Есть основания полагать, что Дмитрий Борисович после событий 1289 г. пошел на соглашение с братом Константином. В 1290 г. Дмитрий является ростовским князем[76]. В 1293 г. Дмитрий и Константин – союзники Волжской Орды, и в Угличе после похода Дюденя садится не один из них, а сын Константина. Если бы у Константина Борисовича не было в это время своего княжения, то логично ожидать, что в Угличе был бы посажен он сам. Скорее всего, по возвращении Константина из Волжской Орды, куда он отправился в 1289 г. (несомненно, с жалобой на брата, отнявшего у него ростовское княжение), между Константином и Дмитрием было поделено княжение в собственно Ростове – они оба стали считаться ростовскими князьями (при признании старшинства Дмитрия); такое положение уже существовало прежде, до присоединения к Ростовскому княжеству Углича. Углицкое же княжение было возвращено Александру Федоровичу. В результате Углич вновь оказался под властью враждебной великому князю Дмитрию Александровичу группировки. Но вскоре, в 1291 г., Телебуга был заманен Ногаем в ловушку и убит; на ордынский престол взошел поддерживаемый в то время Ногаем Тохта[77]. Очевидно, тогда, в пик могущества Ногая, Углицкое княжество было передано под власть Дмитрия Александровича: право великого князя на выморочный стол было поставлено выше права ближайшего родства. После же похода Дюденя 1293–1294 гг.
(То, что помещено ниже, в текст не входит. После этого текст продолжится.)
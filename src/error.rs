//! Error types for message-cluster-store

use thiserror::Error;

/// Coarse error taxonomy exposed to callers.
///
/// `NotFound`, `InvalidInput` and `Restricted` reflect caller misuse and are
/// never retried. `Conflict` covers both deterministic conflicts (duplicate
/// leader, already a member) and lock contention that survived the bounded
/// write retry.
#[derive(Debug, Clone, Copy, PartialEq, Eq)]
pub enum ErrorKind {
    NotFound,
    Conflict,
    InvalidInput,
    Restricted,
    Internal,
}

#[derive(Error, Debug)]
pub enum StorageError {
    #[error("Cluster not found: {0}")]
    ClusterNotFound(i64),

    #[error("Entity not found: {0}")]
    EntityNotFound(i64),

    #[error("Leader entity not found: {0}")]
    LeaderNotFound(i64),

    #[error("Actor not found: {0}")]
    ActorNotFound(i64),

    #[error("Entity {0} is not a member of any cluster")]
    NotAMember(i64),

    #[error("Entity {entity_id} already leads cluster {cluster_id}")]
    DuplicateLeader { entity_id: i64, cluster_id: i64 },

    #[error("Entity {entity_id} already belongs to cluster {cluster_id}")]
    AlreadyMember { entity_id: i64, cluster_id: i64 },

    #[error("Identifier already in use: {0}")]
    IdentifierTaken(String),

    #[error("Database busy: {0}")]
    Busy(String),

    #[error("Write conflict on {op} after {attempts} attempts")]
    WriteConflict { op: String, attempts: u32 },

    #[error("Invalid status: {0}")]
    InvalidStatus(String),

    #[error("Invalid input: {0}")]
    InvalidInput(String),

    #[error("Actor {actor_id} is referenced by {ledger_rows} status ledger rows")]
    ActorRestricted { actor_id: i64, ledger_rows: i64 },

    #[error("Database error: {0}")]
    Database(String),

    #[error("Connection pool error: {0}")]
    Pool(String),

    #[error("IO error: {0}")]
    Io(#[from] std::io::Error),

    #[error("Configuration error: {0}")]
    Config(String),

    #[error("Internal error: {0}")]
    Internal(String),
}

impl StorageError {
    /// Wrap a diesel error with a short description of the failed statement.
    ///
    /// Lock contention is kept distinguishable so the write path can retry it.
    pub fn query(context: &str, err: diesel::result::Error) -> Self {
        match classify(&err) {
            DbErrorClass::Busy => StorageError::Busy(format!("{}: {}", context, err)),
            DbErrorClass::Unique => StorageError::IdentifierTaken(format!("{}: {}", context, err)),
            DbErrorClass::Other => StorageError::Database(format!("{}: {}", context, err)),
        }
    }

    pub fn kind(&self) -> ErrorKind {
        match self {
            StorageError::ClusterNotFound(_)
            | StorageError::EntityNotFound(_)
            | StorageError::LeaderNotFound(_)
            | StorageError::ActorNotFound(_)
            | StorageError::NotAMember(_) => ErrorKind::NotFound,

            StorageError::DuplicateLeader { .. }
            | StorageError::AlreadyMember { .. }
            | StorageError::IdentifierTaken(_)
            | StorageError::Busy(_)
            | StorageError::WriteConflict { .. } => ErrorKind::Conflict,

            StorageError::InvalidStatus(_) | StorageError::InvalidInput(_) => {
                ErrorKind::InvalidInput
            }

            StorageError::ActorRestricted { .. } => ErrorKind::Restricted,

            StorageError::Database(_)
            | StorageError::Pool(_)
            | StorageError::Io(_)
            | StorageError::Config(_)
            | StorageError::Internal(_) => ErrorKind::Internal,
        }
    }

    /// Only lock contention is worth a fresh attempt.
    pub fn is_retryable(&self) -> bool {
        matches!(self, StorageError::Busy(_))
    }
}

impl From<diesel::result::Error> for StorageError {
    fn from(err: diesel::result::Error) -> Self {
        StorageError::query("Transaction failed", err)
    }
}

impl From<diesel::r2d2::PoolError> for StorageError {
    fn from(err: diesel::r2d2::PoolError) -> Self {
        StorageError::Pool(err.to_string())
    }
}

#[derive(Debug, Clone, Copy, PartialEq, Eq)]
enum DbErrorClass {
    Busy,
    Unique,
    Other,
}

fn classify(err: &diesel::result::Error) -> DbErrorClass {
    use diesel::result::{DatabaseErrorKind, Error};

    match err {
        Error::DatabaseError(DatabaseErrorKind::UniqueViolation, _) => DbErrorClass::Unique,
        Error::DatabaseError(_, info) => classify_message(info.message()),
        other => classify_message(&other.to_string()),
    }
}

fn classify_message(message: &str) -> DbErrorClass {
    let lower = message.to_ascii_lowercase();
    if lower.contains("database is locked") || lower.contains("busy") {
        DbErrorClass::Busy
    } else {
        DbErrorClass::Other
    }
}

#[cfg(test)]
mod tests {
    use super::*;

    #[test]
    fn test_kind_mapping() {
        assert_eq!(StorageError::ClusterNotFound(1).kind(), ErrorKind::NotFound);
        assert_eq!(StorageError::NotAMember(1).kind(), ErrorKind::NotFound);
        assert_eq!(
            StorageError::DuplicateLeader { entity_id: 1, cluster_id: 2 }.kind(),
            ErrorKind::Conflict
        );
        assert_eq!(StorageError::InvalidStatus("spam".into()).kind(), ErrorKind::InvalidInput);
        assert_eq!(
            StorageError::ActorRestricted { actor_id: 1, ledger_rows: 3 }.kind(),
            ErrorKind::Restricted
        );
        assert_eq!(StorageError::Internal("x".into()).kind(), ErrorKind::Internal);
    }

    #[test]
    fn test_only_busy_is_retryable() {
        assert!(StorageError::Busy("database is locked".into()).is_retryable());
        assert!(!StorageError::WriteConflict { op: "x".into(), attempts: 3 }.is_retryable());
        assert!(!StorageError::DuplicateLeader { entity_id: 1, cluster_id: 1 }.is_retryable());
    }

    #[test]
    fn test_classify_lock_messages() {
        assert_eq!(classify_message("database is locked"), DbErrorClass::Busy);
        assert_eq!(classify_message("SQLITE_BUSY: database busy"), DbErrorClass::Busy);
        assert_eq!(classify_message("no such table: foo"), DbErrorClass::Other);
    }
}
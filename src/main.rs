//! Message Cluster Store maintenance tool
//!
//! ## Usage
//!
//! ```bash
//! # Create the database and write a default config
//! mcstore init
//!
//! # Totals per status
//! mcstore stats
//!
//! # Top blacklisted clusters by report count, then the next page
//! mcstore top blacklisted --order report_count --limit 20
//! mcstore top blacklisted --cursor <token>
//!
//! # Audit trail of one cluster
//! mcstore history 42
//!
//! # Rebuild ranking indexes / repair cached counters
//! mcstore reindex
//! mcstore reconcile --batch-size 1000
//! ```
//!
//! Output is JSON on stdout; logs go to stderr (`RUST_LOG` controls the filter).

use std::path::PathBuf;
use std::sync::Arc;
use std::time::Duration;

use anyhow::Context;
use clap::{Parser, Subcommand};
use message_cluster_store::services::spawn_logging_listener;
use message_cluster_store::{Config, Services};
use serde_json::json;
use tracing::info;
use tracing_subscriber::EnvFilter;

#[derive(Parser, Debug)]
#[command(name = "mcstore")]
#[command(about = "Maintenance tool for the message cluster moderation store")]
struct Args {
    /// Path to config file
    #[arg(short, long, env = "MCSTORE_CONFIG")]
    config: Option<PathBuf>,

    /// Storage directory
    #[arg(long)]
    storage_dir: Option<PathBuf>,

    #[command(subcommand)]
    command: Command,
}

#[derive(Subcommand, Debug)]
enum Command {
    /// Create the database and write a default config if missing
    Init,

    /// Print cluster, membership and ledger totals
    Stats,

    /// List clusters in a status, highest count first
    Top {
        /// blacklisted | whitelisted | unclassified | hidden
        status: String,

        /// report_count | entity_count
        #[arg(long, default_value = "report_count")]
        order: String,

        #[arg(long)]
        limit: Option<i64>,

        /// Token from a previous page's `next_cursor`
        #[arg(long)]
        cursor: Option<String>,
    },

    /// Print the status history of a cluster, newest first
    History {
        cluster_id: i64,

        /// Stop after this many rows
        #[arg(long)]
        limit: Option<usize>,
    },

    /// Rebuild the ranking indexes without blocking writers
    Reindex,

    /// Recompute entity counts and cached statuses from physical data
    Reconcile {
        #[arg(long)]
        batch_size: Option<i64>,
    },
}

#[tokio::main]
async fn main() -> anyhow::Result<()> {
    // Initialize tracing
    tracing_subscriber::fmt()
        .with_writer(std::io::stderr)
        .with_env_filter(
            EnvFilter::from_default_env().add_directive("message_cluster_store=info".parse()?),
        )
        .init();

    let args = Args::parse();

    // Load config
    let mut config = if let Some(config_path) = &args.config {
        Config::load(config_path)
            .with_context(|| format!("Failed to load config from {}", config_path.display()))?
    } else {
        Config::default()
    };

    // Apply CLI overrides
    if let Some(dir) = args.storage_dir {
        config.storage_dir = dir;
    }

    info!(
        storage_dir = %config.storage_dir.display(),
        database = %config.database_path().display(),
        "Opening message cluster store"
    );

    let command = args.command;
    let services = {
        let config = config.clone();
        tokio::task::spawn_blocking(move || Services::open(&config)).await??
    };
    let services = Arc::new(services);
    let listener = spawn_logging_listener(services.events.clone());

    let output = tokio::task::spawn_blocking({
        let services = services.clone();
        move || run(&services, &config, command)
    })
    .await??;

    println!("{}", serde_json::to_string_pretty(&output)?);

    // Dropping the last handle closes the bus; the listener drains and exits
    drop(services);
    let _ = tokio::time::timeout(Duration::from_secs(1), listener).await;
    Ok(())
}

fn run(services: &Services, config: &Config, command: Command) -> anyhow::Result<serde_json::Value> {
    let value = match command {
        Command::Init => {
            let config_path = config.config_path();
            if !config_path.exists() {
                config.save(&config_path)?;
                info!(path = %config_path.display(), "Created default config");
            }
            json!({
                "database": config.database_path(),
                "config": config_path,
            })
        }
        Command::Stats => serde_json::to_value(services.db.stats()?)?,
        Command::Top {
            status,
            order,
            limit,
            cursor,
        } => {
            let page = services
                .ranking
                .top_clusters_by_token(&status, &order, limit, cursor.as_deref())?;
            json!({
                "clusters": page.clusters,
                "next_cursor": page.next_cursor.map(|c| c.encode()),
            })
        }
        Command::History { cluster_id, limit } => {
            let history = services.ledger.history(cluster_id)?;
            let rows = history
                .take(limit.unwrap_or(usize::MAX))
                .collect::<Result<Vec<_>, _>>()?;
            serde_json::to_value(rows)?
        }
        Command::Reindex => {
            services.ranking.ensure_ranking_indexes()?;
            let rebuilt = services.ranking.rebuild_ranking_indexes()?;
            json!({ "rebuilt_indexes": rebuilt })
        }
        Command::Reconcile { batch_size } => {
            serde_json::to_value(services.ranking.reconcile_counters(batch_size)?)?
        }
    };
    Ok(value)
}
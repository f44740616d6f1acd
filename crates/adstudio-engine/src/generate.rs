use adstudio_contracts::aspect::AspectRatio;
use adstudio_contracts::events::{EventPayload, EventWriter};
use adstudio_contracts::prompts::{compose_prompt, parse_seed, Language, PromptRequest};
use anyhow::{Context, Result};
use serde::{Deserialize, Serialize};
use serde_json::{json, Map, Value};
use sha2::{Digest, Sha256};

use crate::enrich::{enrich_prompt, extract_style, PromptAssistant};
use crate::error::NormalizeError;
use crate::pipeline::{NormalizeOutcome, Normalizer};
use crate::raster::{decode_data_url, encode_data_url, guess_mime};
use crate::retry::RetryPolicy;

/// An encoded image travelling to or from a provider.
#[derive(Debug, Clone, PartialEq, Eq)]
pub struct InlineImage {
    pub mime_type: String,
    pub bytes: Vec<u8>,
}

impl InlineImage {
    pub fn new(mime_type: impl Into<String>, bytes: Vec<u8>) -> Self {
        Self {
            mime_type: mime_type.into(),
            bytes,
        }
    }

    /// Wraps raw file contents, sniffing the MIME type.
    pub fn from_bytes(bytes: Vec<u8>) -> Self {
        Self::new(guess_mime(&bytes), bytes)
    }

    pub fn from_data_url(raw: &str) -> Result<Self, NormalizeError> {
        let decoded = decode_data_url(raw)?;
        Ok(Self {
            mime_type: decoded.mime_type,
            bytes: decoded.bytes,
        })
    }

    pub fn to_data_url(&self) -> String {
        encode_data_url(&self.mime_type, &self.bytes)
    }

    pub fn sha256_hex(&self) -> String {
        hex::encode(Sha256::digest(&self.bytes))
    }
}

#[derive(Debug, Clone, Default)]
pub struct GenerationRequest {
    pub prompt: String,
    /// `"Auto"` or `"W:H"`; anything else is treated as Auto.
    pub aspect_ratio: String,
    pub references: Vec<InlineImage>,
    /// Written style; takes precedence over `style_image`.
    pub style_description: Option<String>,
    /// Image whose look is described by the assistant. Never sent to the
    /// image provider.
    pub style_image: Option<InlineImage>,
    pub structure_guide: Option<InlineImage>,
    pub negative_prompt: Option<String>,
    pub seed: Option<String>,
    pub language: Language,
}

/// What a provider receives: reference images first, then the structure
/// guide, then the composed prompt text.
#[derive(Debug, Clone)]
pub struct ProviderCall {
    pub composed_prompt: String,
    pub images: Vec<InlineImage>,
    pub seed: Option<u64>,
    pub aspect_ratio: AspectRatio,
}

pub trait ImageGenerator: Send + Sync {
    fn name(&self) -> &str;
    fn generate(&self, call: &ProviderCall) -> Result<InlineImage>;
}

#[derive(Debug, Clone, PartialEq, Serialize, Deserialize)]
#[serde(rename_all = "camelCase")]
pub struct GeneratedImage {
    pub id: String,
    pub image_data_url: String,
    pub prompt: String,
    pub aspect_ratio: String,
    /// Milliseconds since the Unix epoch.
    pub timestamp: i64,
    #[serde(skip_serializing_if = "Option::is_none")]
    pub negative_prompt: Option<String>,
    #[serde(skip_serializing_if = "Option::is_none")]
    pub seed: Option<String>,
    /// Pre-upscale image, set once the image has been upscaled.
    #[serde(skip_serializing_if = "Option::is_none")]
    pub original_image_data_url: Option<String>,
}

/// One finished generation plus the bookkeeping callers persist in receipts.
#[derive(Debug, Clone)]
pub struct Generation {
    pub image: GeneratedImage,
    pub composed_prompt: String,
    /// Assistant rewrite of the user prompt, when one was accepted.
    pub enriched_prompt: Option<String>,
    pub provider: String,
    pub provider_digest: String,
    pub outcome: NormalizeOutcome,
    pub warnings: Vec<String>,
}

impl Generation {
    /// Receipt-ready summary of what the normalizer did.
    pub fn normalization_summary(&self) -> Map<String, Value> {
        let mut out = Map::new();
        out.insert(
            "provider_sha256".to_string(),
            Value::String(self.provider_digest.clone()),
        );
        match &self.outcome {
            NormalizeOutcome::Bypassed => {
                out.insert("status".to_string(), json!("bypassed"));
            }
            NormalizeOutcome::Normalized(plan) => {
                out.insert("status".to_string(), json!("normalized"));
                out.insert(
                    "plan".to_string(),
                    serde_json::to_value(plan).unwrap_or(Value::Null),
                );
            }
            NormalizeOutcome::FellBack(reason) => {
                out.insert("status".to_string(), json!("fell_back"));
                out.insert("error".to_string(), json!(reason));
            }
        }
        out
    }
}

pub struct GenerationService<G: ImageGenerator> {
    generator: G,
    assistant: Box<dyn PromptAssistant>,
    normalizer: Normalizer,
    retry: RetryPolicy,
    events: EventWriter,
}

impl<G: ImageGenerator> GenerationService<G> {
    pub fn new(
        generator: G,
        assistant: Box<dyn PromptAssistant>,
        normalizer: Normalizer,
        retry: RetryPolicy,
        events: EventWriter,
    ) -> Self {
        Self {
            generator,
            assistant,
            normalizer,
            retry,
            events,
        }
    }

    pub fn generator(&self) -> &G {
        &self.generator
    }

    /// Enrich, compose, call the provider with retries, then normalize
    /// best-effort.
    pub fn generate(&self, request: &GenerationRequest) -> Result<Generation> {
        let mut warnings = Vec::new();
        let aspect_ratio = match AspectRatio::parse(&request.aspect_ratio) {
            Ok(ratio) => ratio,
            Err(err) => {
                warnings.push(format!("{err}; generating with Auto"));
                AspectRatio::Auto
            }
        };

        let enriched = enrich_prompt(
            self.assistant.as_ref(),
            &request.prompt,
            &request.references,
            request.language,
        );
        warnings.extend(enriched.warning);
        if request.references.len() > 1 {
            self.emit(
                "prompt_enriched",
                json!({
                    "assistant": self.assistant.name(),
                    "rewritten": enriched.value.is_some(),
                }),
            );
        }
        let style_description = match (&request.style_description, &request.style_image) {
            (Some(style), _) => Some(style.clone()),
            (None, Some(image)) => {
                let style = extract_style(self.assistant.as_ref(), image, request.language);
                warnings.extend(style.warning);
                style.value
            }
            (None, None) => None,
        };

        let call = self.provider_call(
            request,
            aspect_ratio,
            enriched.value.clone(),
            style_description,
        );
        if request.seed.as_deref().is_some_and(|raw| !raw.trim().is_empty()) && call.seed.is_none()
        {
            warnings.push("seed ignored: only digits are accepted".to_string());
        }

        self.emit(
            "generation_started",
            json!({
                "provider": self.generator.name(),
                "aspect_ratio": aspect_ratio.to_string(),
                "reference_count": request.references.len(),
                "has_structure_guide": request.structure_guide.is_some(),
                "prompt_chars": call.composed_prompt.chars().count(),
            }),
        );

        let provider_image = self
            .retry
            .run(
                |_| self.generator.generate(&call),
                |attempt, delay, err| {
                    self.emit(
                        "generation_retry",
                        json!({
                            "attempt": attempt + 1,
                            "max_attempts": self.retry.max_attempts,
                            "delay_ms": delay.as_millis() as u64,
                            "error": format!("{err:#}"),
                        }),
                    );
                },
            )
            .with_context(|| format!("{} generation failed", self.generator.name()))?;
        let provider_digest = provider_image.sha256_hex();

        let (image_data_url, outcome) = if aspect_ratio.is_auto() {
            (provider_image.to_data_url(), NormalizeOutcome::Bypassed)
        } else {
            let best = self
                .normalizer
                .normalize_or_original(&provider_image.bytes, &aspect_ratio.to_string());
            match &best.outcome {
                NormalizeOutcome::Normalized(plan) => {
                    self.emit(
                        "image_normalized",
                        json!({
                            "source": [plan.source_width, plan.source_height],
                            "output": [plan.output.width, plan.output.height],
                            "insets": plan.insets_applied,
                        }),
                    );
                    (encode_data_url("image/png", &best.bytes), best.outcome)
                }
                NormalizeOutcome::FellBack(reason) => {
                    warnings.push(format!("normalization skipped: {reason}"));
                    self.emit("normalization_failed", json!({ "error": reason }));
                    (provider_image.to_data_url(), best.outcome)
                }
                NormalizeOutcome::Bypassed => (provider_image.to_data_url(), best.outcome),
            }
        };

        let image = GeneratedImage {
            id: uuid::Uuid::new_v4().to_string(),
            image_data_url,
            prompt: request.prompt.clone(),
            aspect_ratio: aspect_ratio.to_string(),
            timestamp: chrono::Utc::now().timestamp_millis(),
            negative_prompt: request.negative_prompt.clone(),
            seed: request.seed.clone(),
            original_image_data_url: None,
        };
        self.emit(
            "generation_finished",
            json!({
                "image_id": image.id,
                "provider": self.generator.name(),
                "warnings": warnings,
            }),
        );

        Ok(Generation {
            image,
            composed_prompt: call.composed_prompt,
            enriched_prompt: enriched.value,
            provider: self.generator.name().to_string(),
            provider_digest,
            outcome,
            warnings,
        })
    }

    /// `count` independent generations of the same request. The first error
    /// aborts the batch.
    pub fn generate_batch(
        &self,
        request: &GenerationRequest,
        count: usize,
    ) -> Result<Vec<Generation>> {
        std::thread::scope(|scope| {
            let handles: Vec<_> = (0..count)
                .map(|_| scope.spawn(|| self.generate(request)))
                .collect();
            handles
                .into_iter()
                .map(|handle| {
                    handle
                        .join()
                        .map_err(|_| anyhow::anyhow!("generation worker panicked"))?
                })
                .collect()
        })
    }

    fn provider_call(
        &self,
        request: &GenerationRequest,
        aspect_ratio: AspectRatio,
        enriched_prompt: Option<String>,
        style_description: Option<String>,
    ) -> ProviderCall {
        let prompt_request = PromptRequest {
            prompt: request.prompt.clone(),
            enriched_prompt,
            aspect_ratio,
            reference_count: request.references.len(),
            style_description,
            has_structure_guide: request.structure_guide.is_some(),
            negative_prompt: request.negative_prompt.clone(),
            language: request.language,
        };
        let mut images = request.references.clone();
        images.extend(request.structure_guide.iter().cloned());
        ProviderCall {
            composed_prompt: compose_prompt(&prompt_request),
            images,
            seed: parse_seed(request.seed.as_deref()),
            aspect_ratio,
        }
    }

    fn emit(&self, event_type: &str, payload: Value) {
        let payload: EventPayload = match payload {
            Value::Object(map) => map,
            _ => Map::new(),
        };
        if let Err(err) = self.events.emit(event_type, payload) {
            log::warn!("failed to record {event_type} event: {err:#}");
        }
    }
}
Углич был возвращен князьям ростовской ветви[78] – союзникам Тохты, начавшего борьбу с Ногаем.
Таким образом, в борьбе за углицкое княжение второй половины 1280-х – первой половины 1290-х гг. впервые столкнулись право ближайших родственников и право великого князя владимирского. Перипетии борьбы за Углич были тесно связаны с политической ситуацией в Орде. Ордынская санкция имела решающее значение.